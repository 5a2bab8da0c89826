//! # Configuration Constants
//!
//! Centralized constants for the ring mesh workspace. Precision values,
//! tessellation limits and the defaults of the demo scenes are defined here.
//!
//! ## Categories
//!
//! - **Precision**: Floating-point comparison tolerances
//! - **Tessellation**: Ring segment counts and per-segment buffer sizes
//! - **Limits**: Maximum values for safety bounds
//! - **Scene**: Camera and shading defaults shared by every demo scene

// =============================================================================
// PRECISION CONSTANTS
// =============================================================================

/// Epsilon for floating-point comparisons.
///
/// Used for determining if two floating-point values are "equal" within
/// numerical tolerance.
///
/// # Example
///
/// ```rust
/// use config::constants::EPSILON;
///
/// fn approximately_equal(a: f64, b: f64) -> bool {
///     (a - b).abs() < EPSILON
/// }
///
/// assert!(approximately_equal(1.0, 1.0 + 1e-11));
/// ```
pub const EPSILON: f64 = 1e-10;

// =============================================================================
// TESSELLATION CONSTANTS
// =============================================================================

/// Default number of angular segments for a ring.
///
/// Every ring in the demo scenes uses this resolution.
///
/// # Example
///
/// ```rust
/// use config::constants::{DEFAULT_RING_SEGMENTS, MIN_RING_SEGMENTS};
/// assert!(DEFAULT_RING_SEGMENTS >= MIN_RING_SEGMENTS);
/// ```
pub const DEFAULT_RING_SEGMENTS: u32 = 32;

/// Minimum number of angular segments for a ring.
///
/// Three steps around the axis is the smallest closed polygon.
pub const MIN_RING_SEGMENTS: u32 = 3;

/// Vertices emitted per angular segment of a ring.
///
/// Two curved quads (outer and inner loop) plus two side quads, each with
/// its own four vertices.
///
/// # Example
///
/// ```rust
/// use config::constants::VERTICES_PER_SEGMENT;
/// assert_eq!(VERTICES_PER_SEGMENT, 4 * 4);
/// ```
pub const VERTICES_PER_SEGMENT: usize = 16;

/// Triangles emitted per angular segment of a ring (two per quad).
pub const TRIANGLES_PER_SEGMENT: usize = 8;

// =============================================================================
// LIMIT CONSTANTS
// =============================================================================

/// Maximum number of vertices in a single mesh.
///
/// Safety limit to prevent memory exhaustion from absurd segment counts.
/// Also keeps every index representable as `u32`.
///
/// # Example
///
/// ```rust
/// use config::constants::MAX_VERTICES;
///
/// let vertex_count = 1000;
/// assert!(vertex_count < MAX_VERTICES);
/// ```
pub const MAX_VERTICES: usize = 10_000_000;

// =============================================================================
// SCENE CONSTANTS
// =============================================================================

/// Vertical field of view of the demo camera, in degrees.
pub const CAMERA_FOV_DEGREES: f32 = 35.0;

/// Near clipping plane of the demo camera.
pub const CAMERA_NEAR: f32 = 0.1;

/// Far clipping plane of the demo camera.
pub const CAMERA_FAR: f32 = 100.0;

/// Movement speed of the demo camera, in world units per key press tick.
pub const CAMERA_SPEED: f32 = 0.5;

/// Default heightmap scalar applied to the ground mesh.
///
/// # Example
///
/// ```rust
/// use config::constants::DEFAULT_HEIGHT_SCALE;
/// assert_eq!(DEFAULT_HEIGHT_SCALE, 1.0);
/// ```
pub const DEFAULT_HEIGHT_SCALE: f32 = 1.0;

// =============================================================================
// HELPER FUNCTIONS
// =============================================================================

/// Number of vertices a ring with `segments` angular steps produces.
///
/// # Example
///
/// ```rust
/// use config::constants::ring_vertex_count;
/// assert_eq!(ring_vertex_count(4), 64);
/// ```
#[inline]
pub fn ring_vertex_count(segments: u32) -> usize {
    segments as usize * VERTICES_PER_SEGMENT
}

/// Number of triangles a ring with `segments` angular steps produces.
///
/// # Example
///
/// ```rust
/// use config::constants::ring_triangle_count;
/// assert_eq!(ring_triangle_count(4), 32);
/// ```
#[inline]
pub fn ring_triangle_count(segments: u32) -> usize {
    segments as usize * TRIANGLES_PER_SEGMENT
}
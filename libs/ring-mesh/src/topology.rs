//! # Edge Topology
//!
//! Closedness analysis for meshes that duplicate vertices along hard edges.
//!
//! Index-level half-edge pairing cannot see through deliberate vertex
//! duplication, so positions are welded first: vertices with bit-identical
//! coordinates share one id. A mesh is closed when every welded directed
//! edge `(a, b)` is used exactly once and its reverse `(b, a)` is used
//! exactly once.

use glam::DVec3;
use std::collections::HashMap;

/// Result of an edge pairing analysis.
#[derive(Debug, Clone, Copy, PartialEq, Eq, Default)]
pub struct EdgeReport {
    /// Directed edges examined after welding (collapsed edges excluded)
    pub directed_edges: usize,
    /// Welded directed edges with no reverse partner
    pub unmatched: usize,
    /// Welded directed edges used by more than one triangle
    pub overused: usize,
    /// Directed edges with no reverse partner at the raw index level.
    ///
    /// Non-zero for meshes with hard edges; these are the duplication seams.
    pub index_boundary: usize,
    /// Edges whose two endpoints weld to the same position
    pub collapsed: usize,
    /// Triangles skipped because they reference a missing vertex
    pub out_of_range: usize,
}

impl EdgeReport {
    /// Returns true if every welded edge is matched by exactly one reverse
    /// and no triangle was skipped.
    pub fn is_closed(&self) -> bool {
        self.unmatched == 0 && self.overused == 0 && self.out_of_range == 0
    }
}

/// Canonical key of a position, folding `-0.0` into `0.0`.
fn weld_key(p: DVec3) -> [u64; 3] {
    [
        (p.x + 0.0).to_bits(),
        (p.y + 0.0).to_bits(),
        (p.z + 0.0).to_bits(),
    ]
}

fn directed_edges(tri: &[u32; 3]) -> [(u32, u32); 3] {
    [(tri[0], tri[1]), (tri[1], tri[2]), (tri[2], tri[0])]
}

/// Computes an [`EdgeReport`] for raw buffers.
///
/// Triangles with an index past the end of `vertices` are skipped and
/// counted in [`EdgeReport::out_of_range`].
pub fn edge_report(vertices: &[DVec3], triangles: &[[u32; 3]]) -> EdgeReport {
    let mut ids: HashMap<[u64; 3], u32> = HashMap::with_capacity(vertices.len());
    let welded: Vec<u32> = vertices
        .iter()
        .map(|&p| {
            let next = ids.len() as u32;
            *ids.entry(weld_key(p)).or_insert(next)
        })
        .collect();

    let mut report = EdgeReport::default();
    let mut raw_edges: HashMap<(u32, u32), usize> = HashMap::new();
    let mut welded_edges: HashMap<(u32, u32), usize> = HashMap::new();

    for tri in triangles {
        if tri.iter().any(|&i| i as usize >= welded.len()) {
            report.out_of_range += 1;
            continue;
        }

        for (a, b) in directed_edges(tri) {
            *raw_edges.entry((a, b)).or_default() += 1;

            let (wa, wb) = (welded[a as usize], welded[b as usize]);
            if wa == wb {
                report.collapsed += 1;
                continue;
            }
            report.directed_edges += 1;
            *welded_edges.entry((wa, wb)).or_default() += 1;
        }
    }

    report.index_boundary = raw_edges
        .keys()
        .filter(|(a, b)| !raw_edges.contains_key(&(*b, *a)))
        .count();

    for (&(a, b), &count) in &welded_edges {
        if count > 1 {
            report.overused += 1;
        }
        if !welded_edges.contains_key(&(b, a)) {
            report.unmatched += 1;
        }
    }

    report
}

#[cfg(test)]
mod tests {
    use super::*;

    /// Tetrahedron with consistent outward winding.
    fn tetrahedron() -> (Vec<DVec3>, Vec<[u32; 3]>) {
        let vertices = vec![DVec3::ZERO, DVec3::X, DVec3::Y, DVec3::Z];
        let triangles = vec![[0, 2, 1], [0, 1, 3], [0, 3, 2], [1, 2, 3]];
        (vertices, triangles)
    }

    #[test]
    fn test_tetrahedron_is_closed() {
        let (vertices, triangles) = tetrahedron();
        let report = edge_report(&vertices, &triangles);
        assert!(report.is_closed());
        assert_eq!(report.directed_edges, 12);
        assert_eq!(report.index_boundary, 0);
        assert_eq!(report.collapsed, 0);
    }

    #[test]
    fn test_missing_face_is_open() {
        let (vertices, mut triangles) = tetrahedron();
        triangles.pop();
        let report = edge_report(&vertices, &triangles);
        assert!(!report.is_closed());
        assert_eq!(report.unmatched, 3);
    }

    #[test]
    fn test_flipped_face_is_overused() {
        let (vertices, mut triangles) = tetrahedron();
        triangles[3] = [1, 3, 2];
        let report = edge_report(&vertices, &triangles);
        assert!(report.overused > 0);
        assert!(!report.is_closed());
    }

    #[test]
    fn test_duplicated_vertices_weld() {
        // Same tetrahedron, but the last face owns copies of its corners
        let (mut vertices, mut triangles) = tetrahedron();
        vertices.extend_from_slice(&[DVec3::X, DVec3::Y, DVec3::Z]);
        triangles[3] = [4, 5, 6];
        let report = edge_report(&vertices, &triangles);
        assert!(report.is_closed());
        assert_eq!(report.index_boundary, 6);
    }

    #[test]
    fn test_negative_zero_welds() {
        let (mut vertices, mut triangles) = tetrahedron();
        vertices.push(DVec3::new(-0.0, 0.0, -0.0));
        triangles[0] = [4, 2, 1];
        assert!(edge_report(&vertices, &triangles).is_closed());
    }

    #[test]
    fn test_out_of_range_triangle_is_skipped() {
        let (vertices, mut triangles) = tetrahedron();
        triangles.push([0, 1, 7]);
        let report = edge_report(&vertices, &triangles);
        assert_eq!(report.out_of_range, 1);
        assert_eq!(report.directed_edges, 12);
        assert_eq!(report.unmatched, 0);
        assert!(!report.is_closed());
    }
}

_Aim of the exercise:_ Using the records above, filter out every line that lacks the string "analysis" and copy the rest.

_Written response:_
//! Closedness analysis for meshes that duplicate vertices along hard edges.
/// Result of an edge pairing analysis.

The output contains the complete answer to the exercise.